Collagen VI genes in zebrafish skeletal muscle: Implications for collagen VI-myopathies

Collagen VI (COLVI) is a heterotrimeric protein, ubiquitously expressed in connective tissues. COLVI plays different roles such as maintenance of structural integrity, cellular migration and survival. To date, six COLVI chains are recognized with two short (α1–2(VI)) and three long chains (α3–6(VI)). Little is known regarding the possible assembly of the newly characterized α4–6(VI) polypeptides with the short chains, and a putative compensation between the different chains. In humans, deficiency in α1–3(VI) due to mutations in the COL6A1–3 genes causes COLVI-myopathies a heterogeneous group of neuromuscular disorders. To study the development of muscular tissue as well as the early steps of the disease, we turned to the zebrafish model where we identified only two orthologs of the α4–6(VI) chains: col6a4a and col6a4b.
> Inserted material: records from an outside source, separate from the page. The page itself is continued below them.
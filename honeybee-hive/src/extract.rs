//! Linear-sweep basic-block extraction from ELF images.

use derive_more::Display;
use iced_x86::{Decoder as InsnDecoder, DecoderOptions as InsnDecoderOptions, Instruction};
use object::{Object, ObjectSection, SectionFlags, elf};

use crate::error::HiveError;

/// Category of a block's terminator instruction.
#[derive(Debug, Display, Clone, Copy, PartialEq, Eq)]
pub enum BlockCategory {
    /// Jcc / LOOP / LOOPcc
    #[display("conditional")]
    Conditional,
    /// Direct JMP or direct CALL with a literal PC-relative target
    #[display("direct")]
    Direct,
    /// Indirect JMP/CALL, RET, interrupts, syscalls, far transfers
    #[display("indirect")]
    IndirectOrUnknown,
}

/// A maximal instruction run ending at exactly one control-flow terminator.
#[derive(Debug, Clone, Copy)]
pub struct BasicBlock {
    /// Virtual address of the first instruction
    pub start: u64,
    /// Bytes up to but not including the terminator
    pub length: u32,
    /// Encoded length of the terminator instruction
    pub terminator_size: u16,
    /// What kind of terminator ends the block
    pub category: BlockCategory,
    /// The terminator's literal target, if it has one
    pub direct_target: Option<u64>,
}

impl BasicBlock {
    /// First address past the terminator.
    #[must_use]
    pub fn end(&self) -> u64 {
        self.start + u64::from(self.length) + u64::from(self.terminator_size)
    }
}

/// Extract the ordered basic blocks of every executable section in an ELF
/// image.
///
/// Sections a decode failure cuts short still contribute the blocks swept
/// before the failure; other sections are unaffected. The returned list is
/// sorted by start address and covers no byte twice unless the section
/// table itself overlaps (which the hive builder rejects).
pub fn extract_blocks(image: &[u8]) -> Result<Vec<BasicBlock>, HiveError> {
    let file = object::File::parse(image)?;

    let mut blocks = Vec::with_capacity(0x1000);
    for section in file.sections() {
        let executable = match section.flags() {
            SectionFlags::Elf { sh_flags } => sh_flags & u64::from(elf::SHF_EXECINSTR) != 0,
            _ => false,
        };
        if !executable {
            continue;
        }
        let data = section.data()?;
        let swept = sweep_section(section.address(), data, &mut blocks);
        log::debug!(
            "Swept {} blocks from section {} at {:#x}",
            swept,
            section.name().unwrap_or("?"),
            section.address(),
        );
    }

    if blocks.is_empty() {
        return Err(HiveError::NoBlocks);
    }
    // Section table order is not address order
    blocks.sort_unstable_by_key(|block| block.start);

    Ok(blocks)
}

/// Sweep one executable region, appending a record per terminator found.
///
/// Returns the number of blocks appended.
#[expect(clippy::cast_possible_truncation)]
pub(crate) fn sweep_section(address: u64, data: &[u8], blocks: &mut Vec<BasicBlock>) -> usize {
    let mut decoder = InsnDecoder::with_ip(64, data, address, InsnDecoderOptions::NONE);
    let mut instruction = Instruction::default();
    let mut block_start = address;
    let mut swept = 0;

    while decoder.can_decode() {
        decoder.decode_out(&mut instruction);
        if instruction.is_invalid() {
            // The rest of this section cannot be swept; a trailing
            // partial run is dropped just like one at section end
            log::warn!(
                "Undecodable instruction at {:#x}, ending sweep of this section",
                instruction.ip(),
            );
            break;
        }

        let Some((category, direct_target)) = classify_terminator(&instruction) else {
            continue;
        };

        blocks.push(BasicBlock {
            start: block_start,
            length: (instruction.ip() - block_start) as u32,
            terminator_size: instruction.len() as u16,
            category,
            direct_target,
        });
        swept += 1;
        block_start = instruction.next_ip();
    }

    swept
}

/// Classify an instruction as a block terminator, with its literal target
/// where one exists.
///
/// Returns [`None`] if the instruction does not change control flow.
fn classify_terminator(instruction: &Instruction) -> Option<(BlockCategory, Option<u64>)> {
    if instruction.is_jcc_short_or_near() || instruction.is_loop() || instruction.is_loopcc() {
        Some((
            BlockCategory::Conditional,
            Some(instruction.near_branch_target()),
        ))
    } else if instruction.is_jmp_short_or_near() || instruction.is_call_near() {
        Some((BlockCategory::Direct, Some(instruction.near_branch_target())))
    } else if instruction.is_jmp_near_indirect() || instruction.is_call_near_indirect() {
        Some((BlockCategory::IndirectOrUnknown, None))
    } else if !matches!(instruction.flow_control(), iced_x86::FlowControl::Next) {
        // RET, interrupts, syscalls, far transfers
        Some((BlockCategory::IndirectOrUnknown, None))
    } else {
        None
    }
}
We showed that the genes encoding the short chains are expressed at higher levels, and that only col6a4b was differentially expressed during development. We created COLVI deficient zebrafish embryos using morpholinos that block splicing of col6a2, col6a4a and col6a4b, thereby creating premature termination codons. By qPCR, we demonstrated that the targeted transcripts were degraded, likely by the nonsense mediated RNA decay. At the morphological level, all morphant embryos had a curved body and showed severely impaired motility. Birefringence analysis and whole mount immunohistochemistry showed alteration of the muscle structure, with disorganized fibers and U-shaped myosepta. These alterations were confirmed at the ultrastructural level by electron microscopy. In conclusion, col6a2 deficient embryos recapitulate the severe end of the COLVI-myopathy phenotypical spectrum, thereby confirming the importance of col6 genes in muscle development. Furthermore, the phenotypes associated with α4a and α4b deficiency may help orientate group(s) of patients to screen for mutations in the human genes.